I’ve been feeling rather scatter-brained lately Not able to sit down and make a plan for what I might want to do this summer, even if it’s just a fantasy. I opened the maps function of the computer and put in the farthest possible destination for myself, and now I stare at the map of the US with that blue line that would lead me there. And there are choices, not one blue line but two, and infinitely more really. Last year going to New England felt cozy, but looking at that map, that blue line, makes me feel like I’d be traveling naked. Exposed. So my mind boggles even as I try to use up the stuff in the refrigerator and tell myself to start making lists. Making plans, and frying my quiche…
Day one at Fort DeSoto campgrounds had me finally set up by 3 PM. This is a lovely campground but the tent/pop up area has a narrow, one-way, road, with equally narrow and abrupt turn-offs in which to back your camper. Even with two people directing me it was quite an ordeal, and it has occurred to me that getting it out of here just might be as bad, or worse. Guess I’ll worry about that later.
But I was anxious to get out for pictures so I rushed up to North Beach because I could see that the sun would be setting in that direction. On the way I stopped for the first couple of osprey nests I saw, but I soon realized that they were everywhere, and they all were occupied by at least one adult. They certainly didn’t have any protection from the wind up there. And the ranger had told me that there was an eagle nest on the cell tower, you can’t miss it, he said. It wasn’t the natural setting of the eagles I’m used to seeing so I probably won’t be staking this nest out.

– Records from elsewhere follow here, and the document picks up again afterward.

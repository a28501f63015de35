//! List commands implementation

use crate::transports;

/// List all transports compiled into this binary
pub fn list_transports() {
    let available = transports::available_transports();
    if available.is_empty() {
        println!("No transports available (recompile with transport features enabled)");
        return;
    }

    println!("Supported transports:");
    println!();
    for t in &available {
        println!("  {:14} - {}", t.name, t.description);
        if !t.aliases.is_empty() {
            println!("  {:14}   aliases: {}", "", t.aliases.join(", "));
        }
    }
}
//! Chip configuration commands (bus transport only)

use bs81x_core::{KeyTransport, TouchDevice};

/// Set the sensitivity of one key
pub fn cmd_sensitivity<T: KeyTransport>(
    device: &mut TouchDevice<T>,
    key: u8,
    value: u8,
) -> Result<(), Box<dyn std::error::Error>> {
    device.begin()?;
    device.set_sensitivity(key, value)?;
    println!("K{}: sensitivity set to {:#04x}", key, value);
    Ok(())
}

/// Switch the wake-up function
pub fn cmd_wakeup<T: KeyTransport>(
    device: &mut TouchDevice<T>,
    enable: bool,
) -> Result<(), Box<dyn std::error::Error>> {
    device.begin()?;
    device.set_wakeup_function(enable)?;
    println!(
        "Wake-up function {}",
        if enable { "enabled" } else { "disabled" }
    );
    Ok(())
}
//! CLI command implementations
//!
//! Every command takes a device that has not been started yet and calls
//! `begin()` itself.

mod keys;
mod list;
mod settings;
mod watch;

pub use keys::{cmd_keys, cmd_touched};
pub use list::list_transports;
pub use settings::{cmd_sensitivity, cmd_wakeup};
pub use watch::cmd_watch;
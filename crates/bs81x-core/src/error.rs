//! Error types for bs81x-core
//!
//! This module provides a no_std compatible error type that can be used
//! throughout the crate.

use core::fmt;

use crate::device::TransportKind;
use crate::platform::Pin;

/// Details about a failed bus transaction
#[derive(Debug, Clone, Copy, PartialEq, Eq)]
pub enum BusFault {
    /// The addressed device did not acknowledge
    Nack,
    /// The transaction did not complete in time
    Timeout,
    /// Arbitration was lost to another bus master
    ArbitrationLoss,
    /// Fewer bytes were transferred than requested
    ShortTransfer,
    /// Any other bus failure reported by the platform
    Other,
}

/// Core error type - no_std compatible, Copy for efficiency
#[derive(Debug, Clone, Copy, PartialEq, Eq)]
pub enum Error {
    /// Key index is outside the range the active transport can address
    InvalidIndex {
        /// Requested key index
        index: u8,
        /// First index that is no longer valid
        limit: u8,
    },
    /// Operation is not available on the active transport
    UnsupportedOperation {
        /// Name of the rejected operation
        operation: &'static str,
        /// Transport the device was constructed with
        transport: TransportKind,
    },
    /// Two-wire bus transaction failed
    Bus(BusFault),
    /// A GPIO line could not be configured, read or driven
    Gpio(Pin),
    /// Parallel wiring lists more key pins than the chip family provides
    TooManyKeys {
        /// Number of pins supplied
        count: usize,
    },
}

impl fmt::Display for BusFault {
    fn fmt(&self, f: &mut fmt::Formatter<'_>) -> fmt::Result {
        match self {
            Self::Nack => write!(f, "device did not acknowledge"),
            Self::Timeout => write!(f, "bus transaction timed out"),
            Self::ArbitrationLoss => write!(f, "bus arbitration lost"),
            Self::ShortTransfer => write!(f, "short bus transfer"),
            Self::Other => write!(f, "bus error"),
        }
    }
}

impl fmt::Display for Error {
    fn fmt(&self, f: &mut fmt::Formatter<'_>) -> fmt::Result {
        match self {
            Self::InvalidIndex { index, limit } => {
                write!(f, "key index {} out of range (must be below {})", index, limit)
            }
            Self::UnsupportedOperation {
                operation,
                transport,
            } => write!(f, "{} is not supported on the {} transport", operation, transport),
            Self::Bus(fault) => write!(f, "bus error: {}", fault),
            Self::Gpio(pin) => write!(f, "GPIO access failed on {}", pin),
            Self::TooManyKeys { count } => write!(
                f,
                "{} key pins given, at most {} are supported",
                count,
                crate::registers::MAX_KEYS
            ),
        }
    }
}

#[cfg(feature = "std")]
impl std::error::Error for Error {}

impl From<BusFault> for Error {
    fn from(fault: BusFault) -> Self {
        Self::Bus(fault)
    }
}

/// Result type alias using the core Error type
pub type Result<T> = core::result::Result<T, Error>;
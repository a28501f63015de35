//! Key-state monitoring

use std::sync::atomic::{AtomicBool, Ordering};
use std::thread;
use std::time::Duration;

use bs81x_core::{InterruptSource, KeyStates, KeyTransport, TouchDevice};

use super::keys::read_states;

/// Set from the interrupt handler, cleared by the watch loop
static EDGE_SEEN: AtomicBool = AtomicBool::new(false);

fn on_edge() {
    EDGE_SEEN.store(true, Ordering::Release);
}

/// Print key-state changes
///
/// With an interrupt source the chip is only read after a falling edge;
/// without one it is read every `interval_ms`. Stops after `count` changes
/// when given.
pub fn cmd_watch<T: KeyTransport, I: InterruptSource + ?Sized>(
    device: &mut TouchDevice<T>,
    interrupts: Option<&mut I>,
    interval_ms: u64,
    count: Option<u32>,
) -> Result<(), Box<dyn std::error::Error>> {
    device.begin()?;

    let interrupt_driven = match (interrupts, device.interrupt_pin()) {
        (Some(source), Some(pin)) => {
            device.attach_interrupt_handler(source, on_edge)?;
            log::info!("Waiting for falling edges on {}", pin);
            true
        }
        _ => {
            log::info!("No interrupt line, polling every {} ms", interval_ms);
            false
        }
    };

    let interval = Duration::from_millis(interval_ms);
    let mut last = read_states(device)?;
    print_states(last);

    let mut changes = 0u32;
    while count.map_or(true, |limit| changes < limit) {
        thread::sleep(interval);
        if interrupt_driven && !EDGE_SEEN.swap(false, Ordering::AcqRel) {
            continue;
        }

        let states = read_states(device)?;
        if states != last {
            log::debug!("Key states {:#06x} -> {:#06x}", last.bits(), states.bits());
            print_states(states);
            last = states;
            changes += 1;
        }
    }
    Ok(())
}

fn print_states(states: KeyStates) {
    println!("{:#06x}  {}", states.bits(), states);
}
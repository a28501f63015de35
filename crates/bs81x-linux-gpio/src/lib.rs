//! bs81x-linux-gpio - Linux GPIO backend for the BS81x driver
//!
//! This crate wires a BS81x touch-key chip to GPIO lines using the Linux
//! character device GPIO interface (gpiocdev). Both GPIO transports are
//! supported:
//!
//! - **Serial**: the host drives the clock line and samples the data line
//!   with 20 µs holds ([`SpinDelay`] keeps those accurate).
//! - **Parallel**: one input line per key, active low, plus a signal line.
//!
//! # Example
//!
//! ```no_run
//! use bs81x_core::platform::Pin;
//! use bs81x_core::TouchDevice;
//! use bs81x_linux_gpio::{LinuxGpio, SpinDelay};
//!
//! let gpio = LinuxGpio::open("/dev/gpiochip0", &[17, 27])?;
//! let mut touch = TouchDevice::serial(gpio, SpinDelay, Pin(17), Pin(27));
//! touch.begin()?;
//! println!("keys: {}", touch.key_states()?);
//! # Ok::<(), Box<dyn std::error::Error>>(())
//! ```
//!
//! # Usage with the bs81x CLI
//!
//! ```bash
//! bs81x keys -t gpio-serial:gpiochip=0,data=17,clock=27
//! bs81x watch -t gpio-serial:gpiochip=0,data=17,clock=27,irq=22
//! bs81x touched -t gpio-parallel:dev=/dev/gpiochip0,keys=5+6+13+19,out=26 --key 2
//! ```
//!
//! # System Requirements
//!
//! - Linux kernel 4.8+ with GPIO character device support (kernel 5.5+ for v2 API)
//! - Access to `/dev/gpiochipN` devices (may require root or udev rules)

pub mod device;
pub mod error;

// Re-exports
pub use device::{
    parse_parallel_options, parse_serial_options, GpioWiring, LinuxGpio, LinuxGpioConfig,
    LinuxGpioEdges, SpinDelay,
};
pub use error::{LinuxGpioError, Result};

use bs81x_core::platform::Pin;
use bs81x_core::protocol::{ParallelIo, SerialIo};
use bs81x_core::{KeyTransport, TouchDevice};

/// Touch device over a boxed transport, as handed to the CLI
pub type BoxedTouchDevice = TouchDevice<Box<dyn KeyTransport + Send>>;

/// Open a chip from a parsed configuration
///
/// Returns the device and, when the configuration names an interrupt line,
/// an edge source serving it.
pub fn open(
    config: &LinuxGpioConfig,
) -> std::result::Result<(BoxedTouchDevice, Option<LinuxGpioEdges>), Box<dyn std::error::Error>> {
    let gpio = LinuxGpio::open(&config.device, &config.wiring.lines())?;

    let transport: Box<dyn KeyTransport + Send> = match &config.wiring {
        GpioWiring::Serial { data, clock } => {
            Box::new(SerialIo::new(gpio, SpinDelay, Pin(*data), Pin(*clock)))
        }
        GpioWiring::Parallel { keys, signal } => {
            let pins: Vec<Pin> = keys.iter().copied().map(Pin).collect();
            Box::new(ParallelIo::new(gpio, &pins, Pin(*signal))?)
        }
    };

    let mut touch = TouchDevice::new(transport);
    let edges = match config.irq {
        Some(irq) => {
            touch = touch.with_interrupt_pin(Pin(irq));
            Some(LinuxGpioEdges::new(config.device.clone()))
        }
        None => None,
    };
    Ok((touch, edges))
}

/// Open a chip on the bit-banged serial link
///
/// This is a convenience function for use in the CLI transport dispatch.
///
/// # Example Options
///
/// - `dev=/dev/gpiochip0` - GPIO chip device path (or use gpiochip=N)
/// - `gpiochip=0` - GPIO chip number (alternative to dev)
/// - `data=17` - data line offset (required)
/// - `clock=27` - clock line offset (required)
/// - `irq=22` - interrupt line offset (optional)
pub fn open_gpio_serial(
    options: &[(&str, &str)],
) -> std::result::Result<(BoxedTouchDevice, Option<LinuxGpioEdges>), Box<dyn std::error::Error>> {
    let config = parse_serial_options(options)?;
    open(&config)
}

/// Open a chip wired in parallel
///
/// The signal line is driven by the host, so no edge source is returned;
/// callers poll the key lines instead.
///
/// # Example Options
///
/// - `dev=/dev/gpiochip0` - GPIO chip device path (or use gpiochip=N)
/// - `gpiochip=0` - GPIO chip number (alternative to dev)
/// - `keys=5+6+13` - key line offsets, key 0 first (required)
/// - `out=26` - signal line offset (required)
pub fn open_gpio_parallel(
    options: &[(&str, &str)],
) -> std::result::Result<BoxedTouchDevice, Box<dyn std::error::Error>> {
    let config = parse_parallel_options(options)?;
    let (touch, _) = open(&config)?;
    Ok(touch)
}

With temperatures in the 40s and a brutal wind, it was almost too much, for a Floridian at least. And the waves crashing on the rocks were dramatic, but the tide was coming in and I began to worry that the camera would get splashed. But it didn’t, and neither did I, and the sunset was lovely. And I drove back to the campground never suspecting that I’d discover that when I plugged in the heater, or the charger for the computer, that the plugs weren’t going to work. Lights yes, plugs no. And I must have used my last gasp of propane testing that I had propane, because that heater didn’t work either. So I’m roughing it until I figure it out, and warmer weather is coming, or so they say.